Une nette réduction des risques dans le domaine hypothécaire

En dépit de cette trajectoire haussière des prix, les banques ont conservé une politique prudente en matière d’octroi de crédits. La croissance du volume hypothécaire s’est établie à 3,2 %, soit en deçà de la hausse des prix de l’immobilier. De plus, la BNS confirme l’effet de freinage qu’a eu l’adaptation de l’autorégulation de l’Association suisse des banquiers (ASB) relative aux objets résidentiels de rendement, effectuée l’année dernière.

Un coup d’œil sur les taux d’avance montre également que les banques ont nettement réduit leurs risques.

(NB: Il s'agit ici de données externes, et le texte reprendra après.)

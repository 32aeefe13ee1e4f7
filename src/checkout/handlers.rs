// HTTP handlers for hosted checkout and gateway webhooks

use axum::{
    body::Bytes,
    extract::{Query, State},
    http::HeaderMap,
    Json,
};

use crate::auth::AuthenticatedUser;
use crate::checkout::signature::SIGNATURE_HEADER;
use crate::checkout::{
    CheckoutError, CheckoutSession, CreateSessionRequest, SessionStatus, VerifyParams, WebhookAck,
};
use crate::error::ErrorResponse;
use crate::AppState;

/// Handler for POST /api/checkout/session
#[utoipa::path(
    post,
    path = "/api/checkout/session",
    request_body = CreateSessionRequest,
    responses(
        (status = 200, description = "Hosted checkout opened", body = CheckoutSession),
        (status = 400, description = "Empty cart, invalid coupon or invalid input", body = ErrorResponse),
        (status = 401, description = "Missing or invalid credential", body = ErrorResponse),
        (status = 500, description = "Payment provider failure", body = ErrorResponse)
    ),
    security(("bearer_auth" = [])),
    tag = "checkout"
)]
pub async fn create_session_handler(
    State(state): State<AppState>,
    user: AuthenticatedUser,
    Json(request): Json<CreateSessionRequest>,
) -> Result<Json<CheckoutSession>, CheckoutError> {
    let session = state.checkout.create_session(user.user_id, request).await?;
    Ok(Json(session))
}

/// Handler for POST /api/checkout/webhook
///
/// Takes the body as raw bytes; the signature covers them exactly.
#[utoipa::path(
    post,
    path = "/api/checkout/webhook",
    request_body(content = String, description = "Raw gateway event", content_type = "application/json"),
    params(("stripe-signature" = String, Header, description = "t=<unix>,v1=<hex>")),
    responses(
        (status = 200, description = "Event authenticated and handled (or deliberately ignored)", body = WebhookAck),
        (status = 400, description = "Missing or invalid signature", body = ErrorResponse),
        (status = 500, description = "Event could not be recorded; the gateway should retry", body = ErrorResponse)
    ),
    tag = "checkout"
)]
pub async fn webhook_handler(
    State(state): State<AppState>,
    headers: HeaderMap,
    body: Bytes,
) -> Result<Json<WebhookAck>, CheckoutError> {
    let signature = headers
        .get(SIGNATURE_HEADER)
        .and_then(|value| value.to_str().ok());
    state.checkout.handle_webhook(&body, signature).await?;
    Ok(Json(WebhookAck { received: true }))
}

/// Handler for GET /api/checkout/verify?session_id=
#[utoipa::path(
    get,
    path = "/api/checkout/verify",
    params(VerifyParams),
    responses(
        (status = 200, description = "Gateway's view of the session", body = SessionStatus),
        (status = 400, description = "session_id missing", body = ErrorResponse),
        (status = 404, description = "Unknown session", body = ErrorResponse)
    ),
    tag = "checkout"
)]
pub async fn verify_session_handler(
    State(state): State<AppState>,
    Query(params): Query<VerifyParams>,
) -> Result<Json<SessionStatus>, CheckoutError> {
    let status = state.checkout.verify_session(params.session_id.as_deref()).await?;
    Ok(Json(status))
}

S’agissant des objets résidentiels de rendement, la part des nouvelles hypothèques dont le taux d’avance est supérieur à 75 % (nouvelle exigence minimale de l’ASB) est passée l’année dernière de 40 % à 21 % pour les emprunteurs commerciaux et de 27 % à 16 % pour les emprunteurs privés. Certaines valeurs médianes ont aussi baissé (voir graphique). Si cette baisse n’a pas été encore plus forte, c’est que les objets buy to let n’étant souvent pas des objets de rendement, ils ne sont pas systématiquement classés dans cette catégorie. Par ailleurs, les banques n’ont observé aucune hausse des transactions immobilières spéculatives, laquelle est en général un bon indicateur quant à la constitution d’une bulle.

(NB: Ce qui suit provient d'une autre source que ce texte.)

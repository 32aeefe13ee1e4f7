// Validation utilities module
// Custom validator functions for money, percentages and free text

use rust_decimal::Decimal;
use validator::ValidationError;

/// Money and percentage columns are NUMERIC(_, 2)
const MAX_SCALE: u32 = 2;

/// Validates that a price is strictly positive, in whole cents
pub fn validate_positive_price(price: &Decimal) -> Result<(), ValidationError> {
    if *price <= Decimal::ZERO {
        Err(ValidationError::new("price_must_be_positive"))
    } else if price.normalize().scale() > MAX_SCALE {
        Err(ValidationError::new("too_many_decimal_places"))
    } else {
        Ok(())
    }
}

/// Validates that an amount is zero or positive
pub fn validate_non_negative_amount(amount: &Decimal) -> Result<(), ValidationError> {
    if *amount < Decimal::ZERO {
        Err(ValidationError::new("amount_must_not_be_negative"))
    } else {
        Ok(())
    }
}

/// Validates that a discount percentage lies in 0..=100 with at most two decimals
pub fn validate_percentage(percentage: &Decimal) -> Result<(), ValidationError> {
    if *percentage < Decimal::ZERO || *percentage > Decimal::ONE_HUNDRED {
        Err(ValidationError::new("percentage_out_of_range"))
    } else if percentage.normalize().scale() > MAX_SCALE {
        Err(ValidationError::new("too_many_decimal_places"))
    } else {
        Ok(())
    }
}

/// Validates that a string carries more than whitespace
pub fn validate_not_blank(value: &str) -> Result<(), ValidationError> {
    if value.trim().is_empty() {
        Err(ValidationError::new("must_not_be_blank"))
    } else {
        Ok(())
    }
}

/// Validates a short locale tag such as `en` or `pt-BR`
pub fn validate_locale(locale: &str) -> Result<(), ValidationError> {
    let well_formed = (2..=8).contains(&locale.len())
        && locale.chars().all(|c| c.is_ascii_alphanumeric() || c == '-');
    if well_formed {
        Ok(())
    } else {
        Err(ValidationError::new("invalid_locale"))
    }
}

Mais qu’en est-il des politiques d’octroi de crédits appliquées par les non-banques dans ce segment et quels en sont les risques? Le Rapport sur la stabilité financière n’apporte aucune réponse à ces questions. La BNS ne semble pas se soucier de la propension au risque des non-banques, ni de leur impact sur le marché. Au contraire, elle pointe à nouveau du doigt les risques toujours élevés liés au dépassement de la capacité financière des emprunteurs, alors que ceux-ci pèsent beaucoup moins dans la balance en raison de la baisse du taux d’avance moyen.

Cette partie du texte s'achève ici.